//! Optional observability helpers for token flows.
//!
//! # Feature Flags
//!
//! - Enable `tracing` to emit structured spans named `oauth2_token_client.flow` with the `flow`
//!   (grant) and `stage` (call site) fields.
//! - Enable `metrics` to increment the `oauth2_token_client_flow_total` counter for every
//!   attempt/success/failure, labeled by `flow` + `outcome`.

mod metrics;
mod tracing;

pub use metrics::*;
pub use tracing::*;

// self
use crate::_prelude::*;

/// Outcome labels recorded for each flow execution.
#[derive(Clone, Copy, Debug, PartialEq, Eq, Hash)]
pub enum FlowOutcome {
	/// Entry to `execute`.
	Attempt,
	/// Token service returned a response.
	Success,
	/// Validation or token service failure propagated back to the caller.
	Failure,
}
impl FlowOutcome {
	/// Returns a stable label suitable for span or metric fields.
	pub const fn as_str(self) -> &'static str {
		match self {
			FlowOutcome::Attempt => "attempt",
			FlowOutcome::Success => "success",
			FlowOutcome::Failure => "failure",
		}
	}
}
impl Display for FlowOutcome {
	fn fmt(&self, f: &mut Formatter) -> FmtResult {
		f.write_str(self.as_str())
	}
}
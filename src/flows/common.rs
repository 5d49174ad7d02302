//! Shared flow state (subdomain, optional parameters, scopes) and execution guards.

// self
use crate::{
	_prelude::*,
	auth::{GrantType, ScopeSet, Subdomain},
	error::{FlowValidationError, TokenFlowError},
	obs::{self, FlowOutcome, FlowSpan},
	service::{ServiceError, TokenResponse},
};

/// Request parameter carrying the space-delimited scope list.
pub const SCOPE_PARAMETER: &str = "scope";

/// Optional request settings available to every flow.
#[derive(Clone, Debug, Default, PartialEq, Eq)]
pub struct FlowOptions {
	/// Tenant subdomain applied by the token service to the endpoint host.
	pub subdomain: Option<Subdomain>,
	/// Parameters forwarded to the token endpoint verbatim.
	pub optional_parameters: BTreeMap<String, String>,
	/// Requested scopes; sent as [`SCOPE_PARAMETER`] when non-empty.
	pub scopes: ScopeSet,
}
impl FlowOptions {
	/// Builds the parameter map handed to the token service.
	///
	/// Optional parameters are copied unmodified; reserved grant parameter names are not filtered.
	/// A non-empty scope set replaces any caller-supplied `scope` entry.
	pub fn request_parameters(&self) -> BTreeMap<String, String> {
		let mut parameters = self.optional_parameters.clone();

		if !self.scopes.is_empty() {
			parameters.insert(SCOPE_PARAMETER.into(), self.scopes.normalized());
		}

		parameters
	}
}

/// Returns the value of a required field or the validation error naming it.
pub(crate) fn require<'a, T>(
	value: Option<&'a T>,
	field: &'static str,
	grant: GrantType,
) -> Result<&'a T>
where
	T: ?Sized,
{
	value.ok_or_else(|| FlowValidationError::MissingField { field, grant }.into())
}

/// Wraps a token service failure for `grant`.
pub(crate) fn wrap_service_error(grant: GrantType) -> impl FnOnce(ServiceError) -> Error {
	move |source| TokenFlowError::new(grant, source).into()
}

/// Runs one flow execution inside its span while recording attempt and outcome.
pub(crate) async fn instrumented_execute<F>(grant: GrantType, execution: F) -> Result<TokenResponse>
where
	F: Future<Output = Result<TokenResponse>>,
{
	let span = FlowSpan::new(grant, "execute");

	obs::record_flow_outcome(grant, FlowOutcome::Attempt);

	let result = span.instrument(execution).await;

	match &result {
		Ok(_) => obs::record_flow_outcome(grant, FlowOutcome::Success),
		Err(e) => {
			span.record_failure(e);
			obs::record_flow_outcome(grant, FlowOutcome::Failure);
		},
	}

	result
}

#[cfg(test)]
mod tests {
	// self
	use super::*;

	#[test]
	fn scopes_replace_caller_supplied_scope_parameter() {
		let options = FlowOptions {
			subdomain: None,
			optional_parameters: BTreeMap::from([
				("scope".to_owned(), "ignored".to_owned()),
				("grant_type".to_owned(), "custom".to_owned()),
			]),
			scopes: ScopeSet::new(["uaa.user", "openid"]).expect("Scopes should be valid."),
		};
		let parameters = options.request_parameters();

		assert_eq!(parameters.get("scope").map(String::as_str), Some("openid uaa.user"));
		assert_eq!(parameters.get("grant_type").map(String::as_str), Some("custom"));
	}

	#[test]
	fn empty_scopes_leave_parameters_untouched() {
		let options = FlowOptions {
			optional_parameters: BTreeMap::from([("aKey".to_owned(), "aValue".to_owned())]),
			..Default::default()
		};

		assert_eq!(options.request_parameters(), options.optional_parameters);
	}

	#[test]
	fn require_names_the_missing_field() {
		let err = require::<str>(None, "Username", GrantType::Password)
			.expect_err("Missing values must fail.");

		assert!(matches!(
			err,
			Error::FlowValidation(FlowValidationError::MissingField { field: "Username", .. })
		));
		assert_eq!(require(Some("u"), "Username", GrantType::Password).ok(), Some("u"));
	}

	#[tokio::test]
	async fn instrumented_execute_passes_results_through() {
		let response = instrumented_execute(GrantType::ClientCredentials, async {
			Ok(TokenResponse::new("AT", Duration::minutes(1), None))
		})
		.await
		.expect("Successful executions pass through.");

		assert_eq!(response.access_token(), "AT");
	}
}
+++++
WORK REQUIRED: Every line holding the word "custom" should be copied out of the records above.

WRITTEN RESPONSE:
				("grant_type".to_owned(), "custom".to_owned()),
		assert_eq!(parameters.get("grant_type").map(String::as_str), Some("custom"));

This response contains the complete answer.